We’re sleeping a little outside of the refugee settlement in a town called Kyegegwa. Compared to those we’re trying to help, we have nothing to complain about. Minor annoyances such as spotty electricity, no WiFi and at times no water for showering or flushing toilets. 1st world problems in the developing world. At night, every night, there’re a couple of services from the many small churches that keep us up with their loud music. They start around 9:00 pm and go till about 5:30 am, sometimes with a singer that can only be described as a “passionate” James Brown impersonator with asthma jacked up on 7 espressos and backed up by a voodoo band with large tribal drums. If this all night chanting from the 4 choirs or the anti-malaria pills and their side effects of vivid freaky dreams let me get some sleep, then the new born baby that lives below our room in a closet under the stairs starts crying, right along with the morning Muslim call to prayer but before the toucans start their complaining, sometimes keeps us up. On a brighter note, even though we keep our breakfast bananas outside to keep the fruit flies away, the monkeys have left us alone, and our neighbour’s pet turkey is very quiet.
As I remember from 7 years ago, Uganda is beautiful, and the people so very kind. They talk softly and walk slow, my kind of people. They’re only quick to smile. Contrarily, it takes a little longer to get the Congolese to smile, and understandably so. Possibly a family member died, a child sick with malaria, not having a latrine (only half of the 100,000 refugees do), trying to survive in a foreign land with a foreign language, and the little water that they have is contaminated with bacteria.

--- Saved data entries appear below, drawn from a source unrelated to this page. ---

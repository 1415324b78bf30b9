// ABOUTME: The AgentBackend contract every invocation strategy implements.
// ABOUTME: Explicit boxed futures keep the trait expressible for !Send backends.

use crate::event::AgentEvent;
use anyhow::Result;
use futures::future::BoxFuture;
use futures::stream::BoxStream;

/// Minimal operation set for any agent-invocation strategy.
///
/// Implementations are free to confine their execution to a single thread
/// (the protocol backend's connection futures are `!Send`); callers never
/// touch a backend directly. [`crate::handle::AgentHandle`] owns the one
/// worker that does, so the boxed signatures here deliberately avoid a
/// `Send` bound on `self`.
pub trait AgentBackend {
    /// Short backend name for logs and the registry ("mock", "cli", "acp").
    fn name(&self) -> &'static str;

    /// Create a fresh session and return its id.
    fn new_session<'a>(&'a self) -> BoxFuture<'a, Result<String>>;

    /// Resume a previously-created session. Fails when the backend no
    /// longer recognizes the id (the orphaned-session case).
    fn load_session<'a>(&'a self, session_id: &'a str) -> BoxFuture<'a, Result<()>>;

    /// Send a prompt and stream events until a terminal `Result`/`Error`.
    fn prompt<'a>(
        &'a self,
        session_id: &'a str,
        text: &'a str,
    ) -> BoxFuture<'a, Result<BoxStream<'a, AgentEvent>>>;

    /// Ask the backend to stop an in-flight prompt. Idempotent; a cancel
    /// with nothing in flight is a successful no-op.
    fn cancel<'a>(&'a self, session_id: &'a str) -> BoxFuture<'a, Result<()>>;
}
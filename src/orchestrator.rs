// ABOUTME: Single consumer of the inbound bus: dedup, DISPATCH grammar, session routing.
// ABOUTME: Spawns one task per message so a stuck session never stalls the rest.

use std::collections::HashSet;
use std::sync::Arc;
use std::time::Instant;

use anyhow::Result;
use crossbar_agent::{AgentEvent, ErrorCode};
use tokio::sync::Mutex;

use crate::bus::{BusMessage, BusResponse, MessageBus, SessionTarget};
use crate::metrics;
use crate::store::{SessionStore, DEFAULT_TRANSCRIPT_TAIL};
use crate::warm::{SessionOutcome, WarmSessionManager};

/// Control-plane commands reachable from unbound channels.
///
/// Anything not starting with the `!` marker, and any marker-prefixed
/// input that is unknown or missing required arguments, parses to
/// `Unknown` and earns a pointer at `!help`.
#[derive(Debug, PartialEq)]
pub enum DispatchCommand {
    Create {
        name: String,
        workspace: Option<String>,
    },
    Delete {
        name: String,
    },
    List,
    Status {
        name: String,
    },
    Join {
        name: String,
    },
    Leave,
    Tell {
        session: String,
        message: String,
    },
    Read {
        session: String,
        count: Option<usize>,
    },
    Broadcast {
        message: String,
    },
    Help,
    Unknown(String),
}

impl DispatchCommand {
    /// Parse a message body. The command word is case-insensitive.
    pub fn parse(input: &str) -> Self {
        let input = input.trim();
        let Some(rest) = input.strip_prefix('!') else {
            return Self::Unknown(input.to_string());
        };

        let (word, args) = match rest.split_once(char::is_whitespace) {
            Some((w, a)) => (w, a.trim()),
            None => (rest, ""),
        };
        let first_arg = args.split_whitespace().next().unwrap_or("");

        match word.to_lowercase().as_str() {
            "create" => {
                if first_arg.is_empty() {
                    return Self::Unknown(input.to_string());
                }
                let workspace = args[first_arg.len()..].trim();
                Self::Create {
                    name: first_arg.to_string(),
                    workspace: (!workspace.is_empty()).then(|| workspace.to_string()),
                }
            }
            "delete" if !first_arg.is_empty() => Self::Delete {
                name: first_arg.to_string(),
            },
            "list" => Self::List,
            "status" if !first_arg.is_empty() => Self::Status {
                name: first_arg.to_string(),
            },
            "join" if !first_arg.is_empty() => Self::Join {
                name: first_arg.to_string(),
            },
            "leave" => Self::Leave,
            "tell" => {
                let message = args[first_arg.len()..].trim();
                if first_arg.is_empty() || message.is_empty() {
                    return Self::Unknown(input.to_string());
                }
                Self::Tell {
                    session: first_arg.to_string(),
                    message: message.to_string(),
                }
            }
            "read" if !first_arg.is_empty() => {
                let count = args[first_arg.len()..]
                    .trim()
                    .split_whitespace()
                    .next()
                    .and_then(|s| s.parse::<usize>().ok());
                Self::Read {
                    session: first_arg.to_string(),
                    count,
                }
            }
            "broadcast" if !args.is_empty() => Self::Broadcast {
                message: args.to_string(),
            },
            "help" => Self::Help,
            _ => Self::Unknown(input.to_string()),
        }
    }

    fn label(&self) -> &'static str {
        match self {
            Self::Create { .. } => "create",
            Self::Delete { .. } => "delete",
            Self::List => "list",
            Self::Status { .. } => "status",
            Self::Join { .. } => "join",
            Self::Leave => "leave",
            Self::Tell { .. } => "tell",
            Self::Read { .. } => "read",
            Self::Broadcast { .. } => "broadcast",
            Self::Help => "help",
            Self::Unknown(_) => "unknown",
        }
    }
}

/// Dedup set size cap; past it the set is cleared wholesale. Ids are
/// time-local, so the false-negative window after a reset is negligible.
const DEDUP_CAP: usize = 10_000;

/// The bus's single inbound consumer.
#[derive(Clone)]
pub struct Orchestrator {
    bus: Arc<MessageBus>,
    store: SessionStore,
    pool: Arc<WarmSessionManager>,
    seen_ids: Arc<Mutex<HashSet<String>>>,
}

Uganda is doing it’s best to care for the refugees. The world should be grateful and more supportive of host countries like Uganda. But in terms of health, Suzanne and I both think this is the worst refugee situation we’ve seen. I’m certain that there isn’t one single person in North America or Europe that is more disadvantaged and in need of basic rights than these Congolese refugees.
Thank you very much to those of you who have shared this story with others and contributed to our fundraiser for these neglected fellow humans. The Congolese are very happy to receive healthcare, education and life giving water, and to share the thousands of liters of safe water with their neighbours. Now even if the river, well, or rain catchment barrel is contaminated, they can be assured that there’s no bacteria in the water and drink with confidence. As always, I tell them these filters are gifts from our friends.
Thank you, friends.
It’s 2:47 a.m. in central Africa. The cacophony of music in the near distance is loud and hypnotic. It’s a full full moon tonight. No matter where we are or who we are, privileged or refugee, the moon is shining down on all of us equally. There is no them, only us.